Brexit will greatly affect the ability of Britain to do business with other international partners. The US is one of the largest commercial partners in the world and losing such a partner will hurt the UK. Therefore it is crucial the two countries come to a trade agreement! In the long term, who knows what agreements may come out of Brexit, but it’s clear that the two countries will continue to do business as Obama stated that they “respect their decision,” and that “the special relationship between the United States and the United Kingdom is enduring.”

The Weakened dollar is GOOD for tourists but BAD for business

The choice to “Brexit” from the European Union saw the pound weakened against the American dollar.  A strong American dollar is BAD for business. It makes US products more expensive, therefore becoming less attractive to foreign buyers.
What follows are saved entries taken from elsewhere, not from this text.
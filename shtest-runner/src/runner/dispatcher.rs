// Copyright (c) The shtest Contributors
// SPDX-License-Identifier: MIT OR Apache-2.0

//! The controller for the run.
//!
//! The dispatcher interfaces with the outside world: it receives events
//! from the executors and from the signal plane, owns the journal and the
//! progress reporter, enforces the global wall-clock budget and the
//! fatal-timeouts rule, and forwards operator signals to running child
//! process groups.

use crate::{
    config::RunnerOptions,
    errors::{JournalError, RunnerError},
    journal::Journal,
    reporter::Reporter,
    runner::{
        internal_events::{ExecutorEvent, ForwardSignal, RunUnitRequest},
        InterruptWindow,
    },
    signal::{ShutdownEvent, SignalHandler},
};
use std::{
    collections::BTreeMap,
    sync::{
        atomic::{AtomicBool, Ordering},
        Arc,
    },
    time::Duration,
};
use tokio::sync::mpsc::{UnboundedReceiver, UnboundedSender};
use tracing::{debug, warn};

/// How long the interrupt flag stays armed; a second interrupt inside the
/// window is fatal.
const INTERRUPT_WINDOW: Duration = Duration::from_secs(1);

/// How many consecutive timeouts trigger `--fatal-timeouts`.
const FATAL_CONSECUTIVE_TIMEOUTS: u32 = 2;

/// How long the runner lingers after giving up on consecutive timeouts,
/// keeping the VM around for inspection.
const FATAL_TIMEOUT_SLEEP: Duration = Duration::from_secs(3600);

#[derive(Debug)]
struct RunningUnit {
    id: String,
    req_tx: UnboundedSender<RunUnitRequest>,
}

#[derive(Debug)]
pub(crate) struct DispatcherContext<'a> {
    options: &'a RunnerOptions,
    journal: &'a mut Journal,
    reporter: &'a mut Reporter,
    interrupt: Arc<InterruptWindow>,
    cancelled: Arc<AtomicBool>,
    running: BTreeMap<usize, RunningUnit>,
    die: bool,
    fatal_signal: bool,
    fatal_error: Option<RunnerError>,
}

impl<'a> DispatcherContext<'a> {
    pub(crate) fn new(
        options: &'a RunnerOptions,
        journal: &'a mut Journal,
        reporter: &'a mut Reporter,
        interrupt: Arc<InterruptWindow>,
        cancelled: Arc<AtomicBool>,
    ) -> Self {
        Self {
            options,
            journal,
            reporter,
            interrupt,
            cancelled,
            running: BTreeMap::new(),
            die: false,
            fatal_signal: false,
            fatal_error: None,
        }
    }

    /// Runs the dispatcher to completion, until the executor channel is
    /// closed.
    pub(crate) async fn run(
        &mut self,
        mut executor_rx: UnboundedReceiver<ExecutorEvent>,
        signal_handler: &mut SignalHandler,
    ) {
        let deadline =
            tokio::time::Instant::now() + Duration::from_secs(self.options.total_timeout);
        let mut signals_done = false;

        loop {
            tokio::select! {
                event = executor_rx.recv() => {
                    match event {
                        Some(event) => self.handle_executor_event(event).await,
                        None => break,
                    }
                }
                signal = signal_handler.recv(), if !signals_done => {
                    match signal {
                        Some(signal) => self.handle_signal(signal),
                        None => signals_done = true,
                    }
                }
                _ = tokio::time::sleep_until(deadline), if !self.die => {
                    warn!("total wall-clock budget exhausted");
                    self.reporter
                        .message("### total wall-clock budget exhausted, giving up");
                    self.die = true;
                    self.cancel();
                }
            }
        }
    }

    async fn handle_executor_event(&mut self, event: ExecutorEvent) {
        match event {
            ExecutorEvent::Started { id, slot, req_tx } => {
                debug!(test = %id, slot, "test started");
                if let Err(error) = self.journal.started(&id) {
                    self.journal_trouble(error);
                }
                self.reporter.test_started(slot, &id);
                self.running.insert(slot, RunningUnit { id, req_tx });
            }

            ExecutorEvent::Pulse { id, slot, elapsed } => {
                self.reporter.test_running(slot, &id, elapsed);
            }

            ExecutorEvent::Finished {
                id,
                slot,
                status,
                wall,
                rusage,
                replay,
            } => {
                debug!(test = %id, slot, %status, "test finished");
                self.running.remove(&slot);
                if let Err(error) = self.journal.done(&id, status) {
                    self.journal_trouble(error);
                }
                self.reporter
                    .test_finished(slot, &id, status, wall, rusage.as_ref());
                if let Some(replay) = replay {
                    self.reporter.replay(&replay);
                }
                self.reporter.flush();

                if self.options.fatal_timeouts
                    && self.journal.consecutive_timeouts() >= FATAL_CONSECUTIVE_TIMEOUTS
                    && !self.die
                {
                    // Put the test back to started so a resume retries it,
                    // then linger: something below us is broken enough that
                    // an operator will want the VM as-is.
                    if let Err(error) = self.journal.restart(&id) {
                        self.journal_trouble(error);
                    }
                    self.reporter
                        .message("### two consecutive timeouts, giving up after a pause");
                    self.cancel();
                    tokio::time::sleep(FATAL_TIMEOUT_SLEEP).await;
                    self.die = true;
                }
            }

            ExecutorEvent::Fatal { id, error } => {
                warn!(test = %id, %error, "supervisor-level failure");
                self.fatal_error = Some(RunnerError::Fork(error));
                self.cancel();
                self.broadcast(ForwardSignal::Kill);
            }
        }
    }

    fn handle_signal(&mut self, signal: ShutdownEvent) {
        match signal {
            ShutdownEvent::Interrupt => {
                if self.interrupt.active() {
                    // A second interrupt within the window force-quits.
                    debug!("second interrupt, shutting down");
                    self.fatal(ForwardSignal::Kill);
                } else {
                    debug!("interrupt, forwarding to running tests");
                    self.interrupt.arm(INTERRUPT_WINDOW);
                    self.broadcast(ForwardSignal::Interrupt);
                    if self.options.batch {
                        self.fatal_signal = true;
                        self.cancel();
                    }
                }
            }
            ShutdownEvent::Hangup => self.fatal(ForwardSignal::Hangup),
            ShutdownEvent::Term => self.fatal(ForwardSignal::Term),
            ShutdownEvent::Quit => self.fatal(ForwardSignal::Quit),
        }
    }

    /// A fatal signal: forward it once to every running child group, stop
    /// scheduling and let the slots drain.
    fn fatal(&mut self, forward: ForwardSignal) {
        self.fatal_signal = true;
        self.cancel();
        self.broadcast(forward);
    }

    fn broadcast(&mut self, forward: ForwardSignal) {
        self.running
            .retain(|_, unit| unit.req_tx.send(RunUnitRequest::Signal(forward)).is_ok());
    }

    fn cancel(&self) {
        self.cancelled.store(true, Ordering::Release);
    }

    fn journal_trouble(&mut self, error: JournalError) {
        warn!(%error, "journal write failed, aborting run");
        if self.fatal_error.is_none() {
            self.fatal_error = Some(RunnerError::Journal(error));
        }
        self.cancel();
    }

    pub(crate) fn die(&self) -> bool {
        self.die
    }

    pub(crate) fn fatal_signal(&self) -> bool {
        self.fatal_signal
    }

    pub(crate) fn take_fatal_error(&mut self) -> Option<RunnerError> {
        self.fatal_error.take()
    }
}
This can really hurt American born companies like Apple, Caterpillar, Nike and Coco-Cola.

Experts believe that a big part of the American earnings recession is because of the strong American Dollar. A strong dollar lowers US exports, which in turn causes a decline in profits. Brexit, has caused the US dollar to appreciate against the British pound, sighting problems for US exports. Being one of the Unites States biggest trading partners……this is not so good for business.

However, A strong American Dollar is not all bad news. A stronger dollar could make imported items cheaper for U.S. consumers, which could make business in the UK very inviting.
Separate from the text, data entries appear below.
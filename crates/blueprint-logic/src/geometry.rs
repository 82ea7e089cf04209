//! Geometry validation for generated layouts.
//!
//! Pure functions that take the exported layout (and the door report) and
//! return validation errors. Used by the tests and by the simtest harness to
//! check every run against the layout guarantees.

use std::collections::{HashMap, HashSet, VecDeque};

use crate::constants::{cells, RoomType};
use crate::doors::Doorway;
use crate::export::{LayoutResult, RoomPosition};

/// A geometry validation error.
#[derive(Debug, Clone)]
pub struct ValidationError {
    pub category: &'static str,
    pub severity: Severity,
    pub message: String,
}

/// Error severity.
#[derive(Debug, Clone, Copy, PartialEq)]
pub enum Severity {
    Error,
    Warning,
}

fn error(category: &'static str, message: String) -> ValidationError {
    ValidationError {
        category,
        severity: Severity::Error,
        message,
    }
}

// ── A. Rooms ────────────────────────────────────────────────────────────

/// Check that no room has a zero dimension.
pub fn check_room_dimensions(layout: &LayoutResult) -> Vec<ValidationError> {
    layout
        .room_positions
        .values()
        .filter(|r| r.width == 0 || r.height == 0)
        .map(|r| {
            error(
                "room_geometry",
                format!("Room #{} has empty dimensions: {}×{}", r.id, r.width, r.height),
            )
        })
        .collect()
}

/// Check every room rectangle lies inside `[0, width) × [0, height)`.
pub fn check_rooms_within_grid(layout: &LayoutResult) -> Vec<ValidationError> {
    let (width, height) = layout.grid_size;
    layout
        .room_positions
        .values()
        .filter(|r| r.x + r.width > width || r.y + r.height > height)
        .map(|r| {
            error(
                "room_geometry",
                format!(
                    "Room #{} extends outside grid: ({},{})→({},{}) vs {}×{}",
                    r.id,
                    r.x,
                    r.y,
                    r.x + r.width,
                    r.y + r.height,
                    width,
                    height
                ),
            )
        })
        .collect()
}

/// Pairwise rectangle overlap test.
pub fn check_room_overlaps(layout: &LayoutResult) -> Vec<ValidationError> {
    let mut errors = Vec::new();
    let rooms: Vec<&RoomPosition> = layout.room_positions.values().collect();
    for i in 0..rooms.len() {
        for j in (i + 1)..rooms.len() {
            if rooms[i].rect().overlaps(&rooms[j].rect()) {
                errors.push(error(
                    "room_overlap",
                    format!("Rooms #{} and #{} overlap", rooms[i].id, rooms[j].id),
                ));
            }
        }
    }
    errors
}

/// Check that every room spec has exactly one position and vice versa.
pub fn check_completeness(layout: &LayoutResult) -> Vec<ValidationError> {
    let mut errors = Vec::new();
    if layout.room_positions.len() != layout.rooms.len() {
        errors.push(error(
            "completeness",
            format!(
                "{} room positions for {} rooms",
                layout.room_positions.len(),
                layout.rooms.len()
            ),
        ));
    }
    for spec in &layout.rooms {
        match layout.room_positions.get(&spec.id) {
            None => errors.push(error(
                "completeness",
                format!("Room #{} ('{}') was not placed", spec.id, spec.name),
            )),
            Some(p) if p.width != spec.width || p.height != spec.height => errors.push(error(
                "completeness",
                format!(
                    "Room #{} placed as {}×{} but specified {}×{}",
                    spec.id, p.width, p.height, spec.width, spec.height
                ),
            )),
            Some(_) => {}
        }
    }
    errors
}

// ── B. Grid encoding ────────────────────────────────────────────────────

/// Check the grid matches the room rectangles: each rectangle holds only its
/// own value (or doorways) and room values appear nowhere else.
pub fn check_grid_footprints(layout: &LayoutResult) -> Vec<ValidationError> {
    let mut errors = Vec::new();
    let (width, height) = layout.grid_size;

    if layout.grid.len() != height || layout.grid.iter().any(|row| row.len() != width) {
        errors.push(error(
            "grid_encoding",
            format!("Grid shape does not match grid_size {}×{}", width, height),
        ));
        return errors;
    }

    let mut owner: Vec<Option<usize>> = vec![None; width * height];
    for r in layout.room_positions.values() {
        for y in r.y..(r.y + r.height).min(height) {
            for x in r.x..(r.x + r.width).min(width) {
                owner[y * width + x] = Some(r.id);
            }
        }
    }

    for (y, row) in layout.grid.iter().enumerate() {
        for (x, &value) in row.iter().enumerate() {
            let expected = owner[y * width + x];
            let ok = match (value, expected) {
                (cells::EMPTY, None) => true,
                (cells::DOORWAY, Some(_)) => true,
                (v, Some(id)) => v == cells::room_value(id),
                _ => false,
            };
            if !ok {
                errors.push(error(
                    "grid_encoding",
                    format!(
                        "Cell ({},{}) holds {} but belongs to {}",
                        x,
                        y,
                        value,
                        expected.map_or("no room".to_string(), |id| format!("room #{}", id))
                    ),
                ));
            }
        }
    }
    errors
}

// ── C. Doorways ─────────────────────────────────────────────────────────

/// Check every doorway cell is recorded and sits on a wall shared by its
/// two rooms, with the door cell inside one room and the cell across the
/// wall inside the other.
pub fn check_doorways(layout: &LayoutResult, doors: &[Doorway]) -> Vec<ValidationError> {
    let mut errors = Vec::new();
    let recorded: HashSet<(usize, usize)> = doors.iter().map(|d| (d.x, d.y)).collect();

    for (y, row) in layout.grid.iter().enumerate() {
        for (x, &value) in row.iter().enumerate() {
            if value == cells::DOORWAY && !recorded.contains(&(x, y)) {
                errors.push(error(
                    "door_validity",
                    format!("Doorway cell ({},{}) has no door record", x, y),
                ));
            }
        }
    }

    for d in doors {
        let (Some(a), Some(b)) = (
            layout.room_positions.get(&d.room_a),
            layout.room_positions.get(&d.room_b),
        ) else {
            errors.push(error(
                "door_validity",
                format!("Door at ({},{}) references a missing room", d.x, d.y),
            ));
            continue;
        };
        if !(on_shared_wall(d.x, d.y, a, b) || on_shared_wall(d.x, d.y, b, a)) {
            errors.push(error(
                "door_validity",
                format!(
                    "Door at ({},{}) is not on the wall between #{} and #{}",
                    d.x, d.y, d.room_a, d.room_b
                ),
            ));
        }
    }
    errors
}

/// True if `(x, y)` is inside `inside` and a 4-neighbor is inside `across`.
fn on_shared_wall(x: usize, y: usize, inside: &RoomPosition, across: &RoomPosition) -> bool {
    let contains = |r: &RoomPosition, cx: usize, cy: usize| {
        cx >= r.x && cx < r.x + r.width && cy >= r.y && cy < r.y + r.height
    };
    if !contains(inside, x, y) {
        return false;
    }
    let mut neighbors = vec![(x + 1, y), (x, y + 1)];
    if x > 0 {
        neighbors.push((x - 1, y));
    }
    if y > 0 {
        neighbors.push((x, y - 1));
    }
    neighbors.into_iter().any(|(nx, ny)| contains(across, nx, ny))
}

/// Check per-room door caps. Doors to hallways do not count against a
/// room's cap, and hallways themselves are uncapped.
pub fn check_door_caps(
    layout: &LayoutResult,
    doors: &[Doorway],
    max_doors: u32,
) -> Vec<ValidationError> {
    let is_hallway = |id: usize| {
        layout
            .room_positions
            .get(&id)
            .is_some_and(|r| r.room_type == RoomType::Hallway)
    };

    let mut counts: HashMap<usize, u32> = HashMap::new();
    for d in doors {
        if is_hallway(d.room_a) || is_hallway(d.room_b) {
            continue;
        }
        *counts.entry(d.room_a).or_insert(0) += 1;
        *counts.entry(d.room_b).or_insert(0) += 1;
    }

    let mut over: Vec<(usize, u32)> = counts.into_iter().filter(|&(_, c)| c > max_doors).collect();
    over.sort_unstable();
    over.into_iter()
        .map(|(id, count)| {
            error(
                "door_validity",
                format!("Room #{} has {} doors (cap {})", id, count, max_doors),
            )
        })
        .collect()
}

// ── D. Connectivity ─────────────────────────────────────────────────────

/// Warn about rooms not reachable through doorways from the lowest room id.
/// Doors only exist where adjacency materialized, so this is advisory.
pub fn check_door_connectivity(layout: &LayoutResult, doors: &[Doorway]) -> Vec<ValidationError> {
    let Some(&start) = layout.room_positions.keys().next() else {
        return Vec::new();
    };

    let mut adj: HashMap<usize, Vec<usize>> = HashMap::new();
    for d in doors {
        adj.entry(d.room_a).or_default().push(d.room_b);
        adj.entry(d.room_b).or_default().push(d.room_a);
    }

    let mut visited = HashSet::new();
    let mut queue = VecDeque::new();
    visited.insert(start);
    queue.push_back(start);
    while let Some(current) = queue.pop_front() {
        if let Some(neighbors) = adj.get(&current) {
            for &next in neighbors {
                if visited.insert(next) {
                    queue.push_back(next);
                }
            }
        }
    }

    let unreached: Vec<usize> = layout
        .room_positions
        .keys()
        .filter(|id| !visited.contains(id))
        .copied()
        .collect();

    if unreached.is_empty() {
        return Vec::new();
    }
    vec![ValidationError {
        category: "connectivity",
        severity: Severity::Warning,
        message: format!(
            "{} of {} rooms unreachable by door from room #{} (e.g. room #{})",
            unreached.len(),
            layout.room_positions.len(),
            start,
            unreached[0]
        ),
    }]
}

// ── Master validation ───────────────────────────────────────────────────

/// Run all layout validations and return combined results.
pub fn validate_layout(
    layout: &LayoutResult,
    doors: &[Doorway],
    max_doors: u32,
) -> Vec<ValidationError> {
    let mut all = Vec::new();
    all.extend(check_room_dimensions(layout));
    all.extend(check_rooms_within_grid(layout));
    all.extend(check_room_overlaps(layout));
    all.extend(check_completeness(layout));
    all.extend(check_grid_footprints(layout));
    all.extend(check_doorways(layout, doors));
    all.extend(check_door_caps(layout, doors, max_doors));
    all.extend(check_door_connectivity(layout, doors));
    all
}

/// Only the hard errors from a validation run.
pub fn errors_only(results: &[ValidationError]) -> Vec<&ValidationError> {
    results
        .iter()
        .filter(|e| e.severity == Severity::Error)
        .collect()
}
Why did Brexit have such an effect on the stock market?

One word….Fear! But  before we get into the why let’s get into what happened when the market closed Friday afternoon after Brexit had come to pass.

According to the Washington post, “The Dow Jones industrial average dropped more than 500 points within minutes. By the afternoon it dropped again by losing 609 points at close, down 3.4 percent. The broader Standard & Poor’s 500-stock index closed down 3.6 percent, and the tech-heavy Nasdaq composite index suffered a 200-point loss, closing down more than 4 percent.”

Not such a good day for global markets (the Japanese and European markets also took a serious hit). However, gold and government bonds saw an influx of investors’ money; gold prices hit a two-year high! This is because when investors sense instability in the market they panic and move their money into safer investments.

Investors sense instability in the market and they panic and start selling off stocks in favor of government bonds and commodities. In the long run, international banks and market analyst are confident that this was a fear driven reaction and that once the dust settles the global market will stabilize. However, it’s on the UK to ensure that it puts in place trade agreements with the US, EU and china, in order to ensure a smooth transition over its two-year Brexit plan.